ACTIVITY:
Check each line of the records below and collect those holding "Some".

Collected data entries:
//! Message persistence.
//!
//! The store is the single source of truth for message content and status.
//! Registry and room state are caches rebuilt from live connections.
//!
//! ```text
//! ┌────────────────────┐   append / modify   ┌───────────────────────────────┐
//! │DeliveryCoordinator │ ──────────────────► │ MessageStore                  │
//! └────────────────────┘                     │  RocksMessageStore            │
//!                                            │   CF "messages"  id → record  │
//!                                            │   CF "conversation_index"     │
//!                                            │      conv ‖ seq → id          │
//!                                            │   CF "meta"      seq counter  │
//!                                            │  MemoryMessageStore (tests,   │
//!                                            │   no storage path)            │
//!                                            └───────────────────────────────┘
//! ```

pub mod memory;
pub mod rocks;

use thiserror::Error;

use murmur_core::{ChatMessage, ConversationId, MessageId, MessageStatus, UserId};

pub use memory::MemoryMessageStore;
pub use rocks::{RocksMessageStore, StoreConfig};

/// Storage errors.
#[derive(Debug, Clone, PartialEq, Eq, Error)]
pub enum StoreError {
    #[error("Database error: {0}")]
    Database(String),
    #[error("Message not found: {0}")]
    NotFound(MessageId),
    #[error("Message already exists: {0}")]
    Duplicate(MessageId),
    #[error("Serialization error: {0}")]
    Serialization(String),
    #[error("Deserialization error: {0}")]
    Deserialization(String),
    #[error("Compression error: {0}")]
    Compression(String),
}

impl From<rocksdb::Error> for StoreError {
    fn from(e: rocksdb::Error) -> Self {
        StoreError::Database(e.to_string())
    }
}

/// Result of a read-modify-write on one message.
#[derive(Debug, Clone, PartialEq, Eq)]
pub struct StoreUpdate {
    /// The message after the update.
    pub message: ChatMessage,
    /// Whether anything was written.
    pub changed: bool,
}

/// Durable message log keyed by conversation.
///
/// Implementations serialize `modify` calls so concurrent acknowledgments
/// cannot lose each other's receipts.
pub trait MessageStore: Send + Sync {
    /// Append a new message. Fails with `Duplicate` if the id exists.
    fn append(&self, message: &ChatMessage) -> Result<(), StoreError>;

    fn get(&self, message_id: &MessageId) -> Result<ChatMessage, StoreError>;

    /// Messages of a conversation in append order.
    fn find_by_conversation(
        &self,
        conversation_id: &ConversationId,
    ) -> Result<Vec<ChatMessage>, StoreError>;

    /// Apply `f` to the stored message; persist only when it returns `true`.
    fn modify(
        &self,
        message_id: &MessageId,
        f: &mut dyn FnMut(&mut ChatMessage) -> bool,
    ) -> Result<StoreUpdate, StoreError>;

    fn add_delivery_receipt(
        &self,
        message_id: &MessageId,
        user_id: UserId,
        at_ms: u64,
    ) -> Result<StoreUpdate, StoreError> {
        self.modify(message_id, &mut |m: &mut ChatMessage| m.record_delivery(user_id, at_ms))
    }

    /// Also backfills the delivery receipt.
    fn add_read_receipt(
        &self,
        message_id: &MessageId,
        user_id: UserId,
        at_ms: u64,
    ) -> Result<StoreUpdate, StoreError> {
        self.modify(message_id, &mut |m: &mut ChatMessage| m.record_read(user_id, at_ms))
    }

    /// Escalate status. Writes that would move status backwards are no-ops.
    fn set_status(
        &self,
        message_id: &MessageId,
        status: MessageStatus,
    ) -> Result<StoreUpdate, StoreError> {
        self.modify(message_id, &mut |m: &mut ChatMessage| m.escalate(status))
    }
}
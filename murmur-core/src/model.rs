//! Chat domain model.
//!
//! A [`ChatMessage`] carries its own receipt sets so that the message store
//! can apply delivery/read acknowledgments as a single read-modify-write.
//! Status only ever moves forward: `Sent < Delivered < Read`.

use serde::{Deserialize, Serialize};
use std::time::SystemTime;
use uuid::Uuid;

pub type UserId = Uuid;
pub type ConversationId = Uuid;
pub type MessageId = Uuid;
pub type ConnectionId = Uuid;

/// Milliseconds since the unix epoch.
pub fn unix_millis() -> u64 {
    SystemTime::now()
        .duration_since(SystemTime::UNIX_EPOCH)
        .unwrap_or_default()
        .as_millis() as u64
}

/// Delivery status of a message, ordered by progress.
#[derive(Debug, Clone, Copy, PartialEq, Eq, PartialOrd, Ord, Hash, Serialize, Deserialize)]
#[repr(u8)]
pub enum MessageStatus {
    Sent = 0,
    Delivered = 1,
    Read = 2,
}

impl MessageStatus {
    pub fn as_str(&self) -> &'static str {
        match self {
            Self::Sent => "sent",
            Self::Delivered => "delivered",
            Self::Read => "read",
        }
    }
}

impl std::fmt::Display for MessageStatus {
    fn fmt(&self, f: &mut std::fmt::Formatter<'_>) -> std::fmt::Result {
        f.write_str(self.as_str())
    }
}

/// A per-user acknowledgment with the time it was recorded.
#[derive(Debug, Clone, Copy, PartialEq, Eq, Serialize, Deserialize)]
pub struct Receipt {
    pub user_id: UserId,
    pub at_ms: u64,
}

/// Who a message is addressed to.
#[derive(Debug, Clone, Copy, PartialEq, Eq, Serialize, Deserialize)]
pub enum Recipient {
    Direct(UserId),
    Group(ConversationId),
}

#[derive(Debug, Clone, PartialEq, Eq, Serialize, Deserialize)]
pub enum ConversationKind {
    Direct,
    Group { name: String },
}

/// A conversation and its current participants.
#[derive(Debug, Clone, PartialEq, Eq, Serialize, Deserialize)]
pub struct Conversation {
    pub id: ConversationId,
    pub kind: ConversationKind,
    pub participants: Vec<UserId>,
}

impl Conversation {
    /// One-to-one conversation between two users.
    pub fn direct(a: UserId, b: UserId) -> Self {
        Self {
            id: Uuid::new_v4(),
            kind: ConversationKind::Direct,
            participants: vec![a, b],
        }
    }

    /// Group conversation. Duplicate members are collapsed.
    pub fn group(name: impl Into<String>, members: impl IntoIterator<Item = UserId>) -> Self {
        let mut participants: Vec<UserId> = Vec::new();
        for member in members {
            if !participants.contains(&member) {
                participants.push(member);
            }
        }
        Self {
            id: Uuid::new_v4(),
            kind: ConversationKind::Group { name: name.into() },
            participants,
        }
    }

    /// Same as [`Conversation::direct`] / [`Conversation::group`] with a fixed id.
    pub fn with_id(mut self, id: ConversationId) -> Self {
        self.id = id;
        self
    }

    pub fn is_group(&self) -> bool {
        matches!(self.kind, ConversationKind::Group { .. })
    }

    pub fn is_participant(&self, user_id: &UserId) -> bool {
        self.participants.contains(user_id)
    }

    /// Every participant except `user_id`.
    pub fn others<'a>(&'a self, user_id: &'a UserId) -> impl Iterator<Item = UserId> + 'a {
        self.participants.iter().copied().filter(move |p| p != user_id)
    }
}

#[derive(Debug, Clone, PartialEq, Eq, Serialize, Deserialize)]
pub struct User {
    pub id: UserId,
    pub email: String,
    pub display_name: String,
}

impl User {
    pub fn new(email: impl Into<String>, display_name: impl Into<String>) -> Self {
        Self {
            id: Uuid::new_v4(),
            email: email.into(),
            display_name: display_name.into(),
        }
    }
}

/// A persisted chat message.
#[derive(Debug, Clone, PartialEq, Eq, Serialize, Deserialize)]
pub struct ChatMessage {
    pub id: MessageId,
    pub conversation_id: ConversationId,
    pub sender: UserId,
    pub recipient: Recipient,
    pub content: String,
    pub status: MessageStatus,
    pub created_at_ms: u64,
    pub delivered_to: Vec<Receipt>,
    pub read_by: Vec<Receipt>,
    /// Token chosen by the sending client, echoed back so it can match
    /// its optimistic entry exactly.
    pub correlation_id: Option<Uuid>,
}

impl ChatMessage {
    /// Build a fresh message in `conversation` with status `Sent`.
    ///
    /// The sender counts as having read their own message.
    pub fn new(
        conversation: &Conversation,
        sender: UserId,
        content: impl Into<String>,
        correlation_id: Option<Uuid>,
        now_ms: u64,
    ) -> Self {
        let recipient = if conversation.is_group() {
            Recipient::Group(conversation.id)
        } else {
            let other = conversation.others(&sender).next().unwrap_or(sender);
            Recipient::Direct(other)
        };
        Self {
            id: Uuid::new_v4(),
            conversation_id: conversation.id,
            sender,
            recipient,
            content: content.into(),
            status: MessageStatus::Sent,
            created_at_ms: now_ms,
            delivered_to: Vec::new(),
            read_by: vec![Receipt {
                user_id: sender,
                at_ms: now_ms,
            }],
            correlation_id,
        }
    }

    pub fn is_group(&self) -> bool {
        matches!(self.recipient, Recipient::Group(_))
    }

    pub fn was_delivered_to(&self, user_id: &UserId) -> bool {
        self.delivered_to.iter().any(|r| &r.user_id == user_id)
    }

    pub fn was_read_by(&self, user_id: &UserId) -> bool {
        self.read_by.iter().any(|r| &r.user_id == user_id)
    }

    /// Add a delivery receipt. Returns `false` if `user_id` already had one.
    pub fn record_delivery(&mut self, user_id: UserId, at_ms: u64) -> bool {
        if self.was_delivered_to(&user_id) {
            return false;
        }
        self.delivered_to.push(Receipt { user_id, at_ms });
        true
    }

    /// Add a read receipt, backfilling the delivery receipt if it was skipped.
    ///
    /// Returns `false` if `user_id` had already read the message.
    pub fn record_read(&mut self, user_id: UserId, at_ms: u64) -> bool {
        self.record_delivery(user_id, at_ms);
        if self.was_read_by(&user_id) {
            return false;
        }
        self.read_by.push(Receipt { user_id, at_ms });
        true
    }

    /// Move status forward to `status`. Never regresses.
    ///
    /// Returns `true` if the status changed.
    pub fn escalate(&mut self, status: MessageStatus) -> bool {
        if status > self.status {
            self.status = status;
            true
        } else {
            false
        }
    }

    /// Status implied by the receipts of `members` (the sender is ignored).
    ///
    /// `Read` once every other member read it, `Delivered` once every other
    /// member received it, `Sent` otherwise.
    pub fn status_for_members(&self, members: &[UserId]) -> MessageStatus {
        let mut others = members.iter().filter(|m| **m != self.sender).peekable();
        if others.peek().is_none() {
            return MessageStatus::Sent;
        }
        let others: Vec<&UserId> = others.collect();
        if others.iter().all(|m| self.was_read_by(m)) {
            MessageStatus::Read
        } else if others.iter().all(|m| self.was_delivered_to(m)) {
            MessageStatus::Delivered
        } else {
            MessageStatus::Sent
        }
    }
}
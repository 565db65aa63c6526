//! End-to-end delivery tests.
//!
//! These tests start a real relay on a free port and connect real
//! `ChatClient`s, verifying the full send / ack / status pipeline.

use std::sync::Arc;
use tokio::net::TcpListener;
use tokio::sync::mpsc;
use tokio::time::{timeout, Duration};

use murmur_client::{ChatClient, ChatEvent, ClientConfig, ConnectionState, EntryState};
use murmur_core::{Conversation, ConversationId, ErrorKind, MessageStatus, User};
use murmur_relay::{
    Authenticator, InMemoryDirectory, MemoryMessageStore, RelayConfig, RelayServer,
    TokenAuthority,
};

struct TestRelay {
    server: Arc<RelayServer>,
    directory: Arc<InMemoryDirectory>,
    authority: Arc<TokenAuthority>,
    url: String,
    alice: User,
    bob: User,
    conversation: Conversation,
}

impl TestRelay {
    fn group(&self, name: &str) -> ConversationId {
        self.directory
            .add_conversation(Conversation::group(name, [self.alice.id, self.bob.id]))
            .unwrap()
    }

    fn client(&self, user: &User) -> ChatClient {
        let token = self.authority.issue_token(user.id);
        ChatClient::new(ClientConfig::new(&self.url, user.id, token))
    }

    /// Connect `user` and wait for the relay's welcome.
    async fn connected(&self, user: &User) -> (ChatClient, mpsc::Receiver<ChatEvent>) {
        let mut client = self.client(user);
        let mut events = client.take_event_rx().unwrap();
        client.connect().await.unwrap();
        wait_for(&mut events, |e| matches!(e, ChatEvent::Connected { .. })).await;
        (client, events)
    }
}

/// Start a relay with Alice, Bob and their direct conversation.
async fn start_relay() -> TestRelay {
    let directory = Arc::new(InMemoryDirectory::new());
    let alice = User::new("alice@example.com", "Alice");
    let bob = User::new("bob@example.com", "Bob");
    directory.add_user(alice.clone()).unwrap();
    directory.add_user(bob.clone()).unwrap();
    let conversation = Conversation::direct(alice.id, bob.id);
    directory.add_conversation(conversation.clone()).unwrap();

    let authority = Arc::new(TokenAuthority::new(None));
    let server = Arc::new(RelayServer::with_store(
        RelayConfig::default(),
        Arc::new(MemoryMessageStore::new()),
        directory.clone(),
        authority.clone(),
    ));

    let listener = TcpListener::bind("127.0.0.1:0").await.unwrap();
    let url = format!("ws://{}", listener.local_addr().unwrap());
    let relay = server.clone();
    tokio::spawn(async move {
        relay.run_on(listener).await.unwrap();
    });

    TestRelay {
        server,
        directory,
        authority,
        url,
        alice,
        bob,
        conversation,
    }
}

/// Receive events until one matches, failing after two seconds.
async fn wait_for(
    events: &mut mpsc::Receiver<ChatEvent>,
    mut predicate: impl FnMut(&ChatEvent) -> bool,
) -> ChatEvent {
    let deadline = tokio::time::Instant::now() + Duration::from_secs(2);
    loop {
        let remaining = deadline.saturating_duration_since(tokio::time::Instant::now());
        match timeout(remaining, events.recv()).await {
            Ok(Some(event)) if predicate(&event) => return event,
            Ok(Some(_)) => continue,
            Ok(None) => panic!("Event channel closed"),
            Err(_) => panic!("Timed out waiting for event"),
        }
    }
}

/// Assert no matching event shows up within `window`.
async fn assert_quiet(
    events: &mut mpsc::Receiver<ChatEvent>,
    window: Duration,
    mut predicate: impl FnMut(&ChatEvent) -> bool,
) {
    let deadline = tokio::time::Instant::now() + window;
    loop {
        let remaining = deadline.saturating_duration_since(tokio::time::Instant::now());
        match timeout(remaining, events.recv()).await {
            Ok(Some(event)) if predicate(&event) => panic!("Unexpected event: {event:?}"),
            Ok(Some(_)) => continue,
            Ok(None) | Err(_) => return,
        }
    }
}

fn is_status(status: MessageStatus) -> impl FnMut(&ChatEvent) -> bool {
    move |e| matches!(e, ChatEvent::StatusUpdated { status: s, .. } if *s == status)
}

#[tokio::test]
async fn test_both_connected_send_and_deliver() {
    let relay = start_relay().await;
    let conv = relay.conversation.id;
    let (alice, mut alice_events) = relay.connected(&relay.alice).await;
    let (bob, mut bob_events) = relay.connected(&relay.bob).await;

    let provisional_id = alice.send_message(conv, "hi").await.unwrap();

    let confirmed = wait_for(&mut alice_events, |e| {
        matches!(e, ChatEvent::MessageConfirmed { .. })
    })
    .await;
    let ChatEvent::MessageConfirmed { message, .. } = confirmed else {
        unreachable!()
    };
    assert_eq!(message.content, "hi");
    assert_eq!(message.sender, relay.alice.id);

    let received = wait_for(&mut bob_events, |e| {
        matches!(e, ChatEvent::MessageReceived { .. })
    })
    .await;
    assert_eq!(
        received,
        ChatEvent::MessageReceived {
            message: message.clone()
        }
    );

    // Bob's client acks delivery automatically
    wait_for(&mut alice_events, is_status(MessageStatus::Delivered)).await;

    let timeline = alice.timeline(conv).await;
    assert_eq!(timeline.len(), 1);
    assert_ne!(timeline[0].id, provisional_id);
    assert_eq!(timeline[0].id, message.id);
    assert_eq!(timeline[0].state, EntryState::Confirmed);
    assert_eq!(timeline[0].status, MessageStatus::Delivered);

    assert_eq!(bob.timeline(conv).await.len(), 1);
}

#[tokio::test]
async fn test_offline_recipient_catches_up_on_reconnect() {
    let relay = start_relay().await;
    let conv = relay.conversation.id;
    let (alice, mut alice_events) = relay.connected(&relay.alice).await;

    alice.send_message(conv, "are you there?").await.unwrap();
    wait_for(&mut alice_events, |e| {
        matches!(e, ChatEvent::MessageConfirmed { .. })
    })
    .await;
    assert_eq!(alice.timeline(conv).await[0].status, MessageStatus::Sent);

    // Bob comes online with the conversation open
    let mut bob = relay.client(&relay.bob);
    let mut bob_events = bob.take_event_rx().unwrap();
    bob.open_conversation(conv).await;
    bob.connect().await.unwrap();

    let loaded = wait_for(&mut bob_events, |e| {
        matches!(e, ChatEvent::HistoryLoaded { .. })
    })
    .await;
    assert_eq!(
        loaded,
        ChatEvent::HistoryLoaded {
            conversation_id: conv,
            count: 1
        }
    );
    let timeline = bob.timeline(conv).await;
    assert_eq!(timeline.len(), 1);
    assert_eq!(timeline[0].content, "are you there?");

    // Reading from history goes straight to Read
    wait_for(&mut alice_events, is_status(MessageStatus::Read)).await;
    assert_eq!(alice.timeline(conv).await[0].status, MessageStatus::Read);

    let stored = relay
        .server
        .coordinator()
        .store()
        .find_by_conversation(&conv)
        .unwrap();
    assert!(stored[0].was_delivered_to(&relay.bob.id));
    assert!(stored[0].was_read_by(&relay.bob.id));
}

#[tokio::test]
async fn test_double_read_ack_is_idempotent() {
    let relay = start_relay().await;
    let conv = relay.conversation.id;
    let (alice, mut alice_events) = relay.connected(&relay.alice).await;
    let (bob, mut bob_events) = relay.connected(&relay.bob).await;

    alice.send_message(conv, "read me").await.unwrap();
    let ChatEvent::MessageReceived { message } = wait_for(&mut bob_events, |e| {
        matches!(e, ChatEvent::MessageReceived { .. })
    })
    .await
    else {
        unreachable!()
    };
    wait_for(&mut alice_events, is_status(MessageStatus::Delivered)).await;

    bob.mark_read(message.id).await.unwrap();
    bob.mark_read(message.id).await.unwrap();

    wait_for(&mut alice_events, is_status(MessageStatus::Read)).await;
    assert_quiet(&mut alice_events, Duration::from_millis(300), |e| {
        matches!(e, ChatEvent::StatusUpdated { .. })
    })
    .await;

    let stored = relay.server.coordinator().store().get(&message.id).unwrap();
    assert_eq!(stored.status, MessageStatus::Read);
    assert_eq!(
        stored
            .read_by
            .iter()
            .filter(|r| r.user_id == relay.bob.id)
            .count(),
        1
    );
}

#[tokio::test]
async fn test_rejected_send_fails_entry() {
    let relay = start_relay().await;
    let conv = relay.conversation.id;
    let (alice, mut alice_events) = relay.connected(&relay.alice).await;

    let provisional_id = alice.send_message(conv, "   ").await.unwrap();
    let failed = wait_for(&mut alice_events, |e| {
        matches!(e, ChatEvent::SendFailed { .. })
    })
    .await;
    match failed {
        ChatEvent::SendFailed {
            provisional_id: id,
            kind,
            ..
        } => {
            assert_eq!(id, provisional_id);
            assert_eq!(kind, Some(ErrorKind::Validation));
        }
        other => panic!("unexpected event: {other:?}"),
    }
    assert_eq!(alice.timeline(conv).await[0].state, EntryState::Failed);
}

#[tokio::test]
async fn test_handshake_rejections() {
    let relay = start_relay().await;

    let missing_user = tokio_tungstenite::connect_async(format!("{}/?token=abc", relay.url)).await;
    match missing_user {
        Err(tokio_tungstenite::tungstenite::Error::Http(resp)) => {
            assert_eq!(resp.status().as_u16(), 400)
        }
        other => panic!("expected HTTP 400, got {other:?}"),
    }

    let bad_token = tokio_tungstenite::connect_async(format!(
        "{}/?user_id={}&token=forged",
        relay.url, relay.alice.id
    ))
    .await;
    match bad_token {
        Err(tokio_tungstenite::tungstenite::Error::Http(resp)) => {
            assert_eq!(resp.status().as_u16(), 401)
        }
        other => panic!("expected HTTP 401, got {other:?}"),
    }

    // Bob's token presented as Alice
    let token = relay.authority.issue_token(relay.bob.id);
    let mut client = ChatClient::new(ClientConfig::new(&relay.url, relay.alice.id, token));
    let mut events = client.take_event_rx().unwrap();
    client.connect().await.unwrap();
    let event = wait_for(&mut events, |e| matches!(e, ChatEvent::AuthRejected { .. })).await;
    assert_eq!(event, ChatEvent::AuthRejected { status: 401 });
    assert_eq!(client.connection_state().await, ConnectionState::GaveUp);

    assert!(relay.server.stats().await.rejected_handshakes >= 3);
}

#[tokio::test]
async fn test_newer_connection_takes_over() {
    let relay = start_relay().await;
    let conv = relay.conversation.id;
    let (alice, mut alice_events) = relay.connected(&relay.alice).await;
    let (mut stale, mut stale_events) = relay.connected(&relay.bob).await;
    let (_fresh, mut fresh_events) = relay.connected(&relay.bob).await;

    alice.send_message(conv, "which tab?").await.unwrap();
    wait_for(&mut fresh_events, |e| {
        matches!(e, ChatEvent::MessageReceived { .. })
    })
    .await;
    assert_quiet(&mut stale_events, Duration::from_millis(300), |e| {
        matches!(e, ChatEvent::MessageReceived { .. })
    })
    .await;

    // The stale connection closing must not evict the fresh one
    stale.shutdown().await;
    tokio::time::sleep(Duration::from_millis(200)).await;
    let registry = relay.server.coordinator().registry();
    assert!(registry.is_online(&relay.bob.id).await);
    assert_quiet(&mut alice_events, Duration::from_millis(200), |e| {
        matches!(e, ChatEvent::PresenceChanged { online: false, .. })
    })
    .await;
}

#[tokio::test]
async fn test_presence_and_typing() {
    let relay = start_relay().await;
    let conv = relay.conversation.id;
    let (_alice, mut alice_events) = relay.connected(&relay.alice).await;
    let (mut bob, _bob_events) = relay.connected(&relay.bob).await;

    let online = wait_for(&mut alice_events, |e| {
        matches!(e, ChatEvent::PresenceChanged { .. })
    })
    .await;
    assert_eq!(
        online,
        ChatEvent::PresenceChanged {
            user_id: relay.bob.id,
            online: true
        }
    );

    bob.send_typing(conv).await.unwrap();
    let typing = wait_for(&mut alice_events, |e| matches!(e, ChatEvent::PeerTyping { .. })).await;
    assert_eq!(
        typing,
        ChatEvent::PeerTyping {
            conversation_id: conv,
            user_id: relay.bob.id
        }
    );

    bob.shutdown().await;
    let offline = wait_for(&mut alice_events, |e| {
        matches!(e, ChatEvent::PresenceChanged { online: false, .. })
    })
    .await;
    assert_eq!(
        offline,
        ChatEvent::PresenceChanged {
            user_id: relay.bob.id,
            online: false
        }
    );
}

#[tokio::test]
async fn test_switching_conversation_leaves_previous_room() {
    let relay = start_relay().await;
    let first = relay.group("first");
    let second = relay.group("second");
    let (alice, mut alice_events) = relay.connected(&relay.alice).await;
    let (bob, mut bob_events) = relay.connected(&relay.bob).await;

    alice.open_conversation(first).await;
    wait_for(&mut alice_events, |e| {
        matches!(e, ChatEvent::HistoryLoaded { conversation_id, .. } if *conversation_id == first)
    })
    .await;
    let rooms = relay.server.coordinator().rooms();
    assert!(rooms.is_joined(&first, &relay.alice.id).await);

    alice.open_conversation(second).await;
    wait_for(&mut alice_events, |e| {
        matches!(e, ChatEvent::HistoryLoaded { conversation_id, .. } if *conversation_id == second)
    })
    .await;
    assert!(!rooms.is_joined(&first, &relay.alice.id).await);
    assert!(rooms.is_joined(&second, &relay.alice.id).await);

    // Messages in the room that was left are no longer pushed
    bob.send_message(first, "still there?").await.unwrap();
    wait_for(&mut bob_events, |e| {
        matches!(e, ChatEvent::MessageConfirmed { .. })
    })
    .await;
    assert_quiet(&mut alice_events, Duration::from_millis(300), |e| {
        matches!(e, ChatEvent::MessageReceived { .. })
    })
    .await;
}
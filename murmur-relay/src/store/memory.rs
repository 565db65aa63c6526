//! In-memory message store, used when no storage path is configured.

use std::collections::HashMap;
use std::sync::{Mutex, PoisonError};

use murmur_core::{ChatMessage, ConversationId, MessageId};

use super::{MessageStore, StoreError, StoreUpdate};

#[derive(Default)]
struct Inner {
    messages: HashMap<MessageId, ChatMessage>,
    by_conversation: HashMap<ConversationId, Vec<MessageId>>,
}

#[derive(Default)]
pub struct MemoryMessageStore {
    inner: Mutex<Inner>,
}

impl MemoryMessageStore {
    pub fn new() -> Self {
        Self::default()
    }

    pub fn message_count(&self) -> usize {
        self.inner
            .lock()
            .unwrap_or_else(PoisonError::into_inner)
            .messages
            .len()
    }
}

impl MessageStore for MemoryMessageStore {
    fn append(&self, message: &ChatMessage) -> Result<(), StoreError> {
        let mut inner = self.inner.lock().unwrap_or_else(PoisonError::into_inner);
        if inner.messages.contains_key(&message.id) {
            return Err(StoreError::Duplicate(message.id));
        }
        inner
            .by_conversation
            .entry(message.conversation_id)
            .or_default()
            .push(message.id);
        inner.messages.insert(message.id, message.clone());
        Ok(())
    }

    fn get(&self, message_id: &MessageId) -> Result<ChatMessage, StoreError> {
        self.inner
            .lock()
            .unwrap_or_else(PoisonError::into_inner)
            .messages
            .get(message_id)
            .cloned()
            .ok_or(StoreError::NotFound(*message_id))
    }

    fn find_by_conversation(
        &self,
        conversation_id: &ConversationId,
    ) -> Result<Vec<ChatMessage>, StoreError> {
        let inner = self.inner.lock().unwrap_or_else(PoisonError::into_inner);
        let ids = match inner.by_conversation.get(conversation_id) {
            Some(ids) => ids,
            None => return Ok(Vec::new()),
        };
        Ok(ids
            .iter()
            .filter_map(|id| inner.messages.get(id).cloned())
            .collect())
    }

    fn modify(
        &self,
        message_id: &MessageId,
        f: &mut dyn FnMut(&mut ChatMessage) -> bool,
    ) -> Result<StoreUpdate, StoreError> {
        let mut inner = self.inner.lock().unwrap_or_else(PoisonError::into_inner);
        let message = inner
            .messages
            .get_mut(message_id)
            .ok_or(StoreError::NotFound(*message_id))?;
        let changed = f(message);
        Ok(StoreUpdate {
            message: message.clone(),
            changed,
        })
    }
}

FINAL ANSWER:
            Ok(Some(event)) if predicate(&event) => return event,
            Ok(Some(_)) => continue,
            Ok(Some(event)) if predicate(&event) => panic!("Unexpected event: {event:?}"),
            Ok(Some(_)) => continue,
            assert_eq!(kind, Some(ErrorKind::Validation));
            Some(ids) => ids,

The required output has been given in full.